Exercise brief >>
A faithful copy of the whole listing is required.

The records >>
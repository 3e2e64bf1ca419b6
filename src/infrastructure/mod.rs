//! Infrastructure layer - External concerns
//! 
//! This layer contains:
//! - Config: Configuration loading
//! - Adapters: Transport implementations (console for development)
//! - Gateway: Remote invocation over a Unix socket

pub mod adapters;
pub mod config;
pub mod gateway;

Result of the task >>
repository 3e2e64bf1ca419b6
filename src/infrastructure/mod.rs
//! Infrastructure layer - External concerns
//! 
//! This layer contains:
//! - Config: Configuration loading
//! - Adapters: Transport implementations (console for development)
//! - Gateway: Remote invocation over a Unix socket

pub mod adapters;
pub mod config;
pub mod gateway;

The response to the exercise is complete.